Use indirection, make the anchors say "the part of the foobar manual about
blat" and then have a database that translates them to actual HREF's and/or
computes them on the fly. There is no magic wand or silver bullet to
solve these problems, but you can make it easier to maintain when something
goes away. In the local arena you can use backrefs to manage changes,
not so easy with global documents (though DOCid's and HTTP2 will solve
some of the problems).
There is nothing wrong with adding a layer of software beteen HTML
and whatever documents you are storing to make life easier.
Part of problem lies in the approach. Hypertext is designed as a
distributed information management system (how else can you expect to put
a yottabyte of data online :-), and they are trying to do everything local
and then publish this whole big thing. No doubt they are having problems.
No doubt that the problem they are trying to solve is hard. The fact that
link complexity is non-linear isn't a new problem. Every system that has
relationships has this problem, including human interaction. This is the
big company/project problem and you can use some of the same techniques
to minimize its impact.
In summary, I agree that massive explicit linking is impossible, but it
isn't desirable either. I like what Edward Vielmetti, just said about
it, he sums it up better than I. Yes, there is a need for tools in this
area, keep in mind this is a VERY young technology (you can tell becuase
hypertext still means something, unlike older technologies like
Object-Oriented programming which have ceased to have any real meaning).

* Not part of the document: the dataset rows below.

// =============================================================================
// Yield expression
// =============================================================================

fn parse_yield_expr(parser: &mut Parser) -> Node {
    let start = parser.start();
    let free_floating = parser.take_leading();
    parser.skip(); // yield

    if parser.check(TokenKind::Identifier) && parser.current_text().eq_ignore_ascii_case("from") {
        parser.require_php7("yield from", parser.finish(start));
        parser.skip();
        let expr = parse_expr_bp(parser, LOW_PREFIX_BP);
        return Node::YieldFromExpr(YieldFromExpr {
            expr: Box::new(expr),
            position: parser.finish(start),
            free_floating,
        });
    }

    let ends_here = matches!(
        parser.current_kind(),
        TokenKind::Semicolon
            | TokenKind::RightParen
            | TokenKind::RightBracket
            | TokenKind::Comma
            | TokenKind::CloseTag
            | TokenKind::Eof
    );
    if ends_here {
        return Node::YieldExpr(YieldExpr {
            key: None,
            value: None,
            position: parser.finish(start),
            free_floating,
        });
    }

    let first = parse_expr_bp(parser, LOW_PREFIX_BP);
    let (key, value) = if parser.eat(TokenKind::FatArrow).is_some() {
        let value = parse_expr_bp(parser, LOW_PREFIX_BP);
        (Some(Box::new(first)), Some(Box::new(value)))
    } else {
        (None, Some(Box::new(first)))
    };
    Node::YieldExpr(YieldExpr {
        key,
        value,
        position: parser.finish(start),
        free_floating,
    })
}

// =============================================================================
// Argument list parsing
// =============================================================================

/// Parse an argument list: `(arg, arg, ...)`
pub fn parse_argument_list(parser: &mut Parser) -> ArgumentList {
    let start = parser.start();
    let free_floating = parser.take_leading();
    parser.expect(TokenKind::LeftParen);
    let mut arguments = Vec::new();
    while !parser.check(TokenKind::RightParen) && !parser.check(TokenKind::Eof) {
        arguments.push(parse_argument(parser));
        if parser.eat(TokenKind::Comma).is_none() {
            break;
        }
    }
    parser.expect_closing(TokenKind::RightParen, start);
    ArgumentList {
        arguments,
        position: parser.finish(start),
        free_floating,
    }
}

fn parse_argument(parser: &mut Parser) -> Argument {
    let start = parser.start();
    let mut free_floating = Collection::new();
    let variadic = parser.check(TokenKind::Ellipsis);
    let is_reference = parser.check(TokenKind::Ampersand);
    if variadic || is_reference {
        free_floating = parser.take_leading();
        parser.skip();
    }
    let mut expr = parse_expr(parser);
    if free_floating.is_empty() {
        free_floating = hoist_start(&mut expr);
    }
    Argument {
        variadic,
        is_reference,
        expr: Box::new(expr),
        position: parser.finish(start),
        free_floating,
    }
}

// =============================================================================
// Array parsing
// =============================================================================

/// Items of `array(...)`, `[...]` and `list(...)`. A comma with nothing
/// before it is an empty slot; a trailing comma adds nothing.
fn parse_array_items(parser: &mut Parser, close: TokenKind) -> Vec<ArrayItemExpr> {
    let mut items = Vec::new();
    loop {
        if parser.check(close) || parser.check(TokenKind::Eof) {
            break;
        }
        if parser.eat(TokenKind::Comma).is_some() {
            items.push(ArrayItemExpr {
                key: None,
                val: None,
                unpack: false,
                position: Position::NONE,
                free_floating: Collection::new(),
            });
            continue;
        }
        items.push(parse_array_item(parser));
        if parser.eat(TokenKind::Comma).is_none() {
            break;
        }
    }
    items
}

fn parse_array_item(parser: &mut Parser) -> ArrayItemExpr {
    let start = parser.start();

    if parser.check(TokenKind::Ellipsis) {
        let free_floating = parser.take_leading();
        parser.skip();
        let val = parse_expr(parser);
        return ArrayItemExpr {
            key: None,
            val: Some(Box::new(val)),
            unpack: true,
            position: parser.finish(start),
            free_floating,
        };
    }

    let mut first = parse_array_value(parser);
    let free_floating = hoist_start(&mut first);
    let (key, val) = if parser.eat(TokenKind::FatArrow).is_some() {
        (Some(Box::new(first)), parse_array_value(parser))
    } else {
        (None, first)
    };
    ArrayItemExpr {
        key,
        val: Some(Box::new(val)),
        unpack: false,
        position: parser.finish(start),
        free_floating,
    }
}
#[test]
fn test_nodeset_switch_cases_past_threshold() {
    let mut source = String::from("<?php switch ($x) {");
    for i in 0..12 {
        source.push_str(&format!(" case Foo::BAR{i}: break;"));
    }
    source.push_str(" case Foo::BAR3: case Foo::BAR11: }");
    let root = lower_source(&source);
    let Node::SwitchStmt(switch) = &root.stmts[0] else {
        panic!("expected SwitchStmt");
    };
    let mut set = NodeSet::new();
    let duplicates: Vec<_> = switch
        .case_list
        .cases
        .iter()
        .filter_map(|case| match case {
            Node::CaseStmt(case) => Some(case),
            _ => None,
        })
        .filter(|case| !set.add(&case.cond))
        .map(|case| canonical_key(&case.cond))
        .collect();
    assert_eq!(duplicates.len(), 2);
    assert!(duplicates[0].contains("BAR3"));
    assert!(duplicates[1].contains("BAR11"));
    assert_eq!(set.len(), 12);
}

proptest! {
    #[test]
    fn prop_nodeset_counts_distinct_values(values in prop::collection::vec(0u8..16, 0..64)) {
        let mut set = NodeSet::new();
        let mut seen = std::collections::HashSet::new();
        for (i, value) in values.iter().enumerate() {
            let node = lower_source(&format!("<?php {}{value};", " ".repeat(i % 3)));
            let expr = expr_of(&node, 0).clone();
            prop_assert_eq!(set.add(&expr), seen.insert(*value));
        }
        prop_assert_eq!(set.len(), seen.len());
    }

    #[test]
    fn prop_same_shape_agrees_with_key(a in 0u8..4, b in 0u8..4, op_a in 0usize..3, op_b in 0usize..3) {
        const OPS: [&str; 3] = ["+", "-", "."];
        let left = lower_source(&format!("<?php $v{a} {} 1;", OPS[op_a]));
        let right = lower_source(&format!("<?php  $v{b} {} 1;", OPS[op_b]));
        let (left, right) = (expr_of(&left, 0), expr_of(&right, 0));
        prop_assert_eq!(left.same_shape(right), canonical_key(left) == canonical_key(right));
        prop_assert_eq!(left.same_shape(right), a == b && op_a == op_b);
    }
}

To me it's not hypertext if it's not interactive (authoring tools!) and
we aren't quite there yet.
> Thanks, Marc and NCSA, for X Mosaic. Is there an NCSA HTML editor
> too? Today I have GNU Emacs. I would like two Mosaic windows, and to
tkWWW has editing functions (you can add links on the fly) but it needs
work before it's "production" quality. The problem is that HTTP2 isn't
in place yet so you can't send the changes back to the server anyway.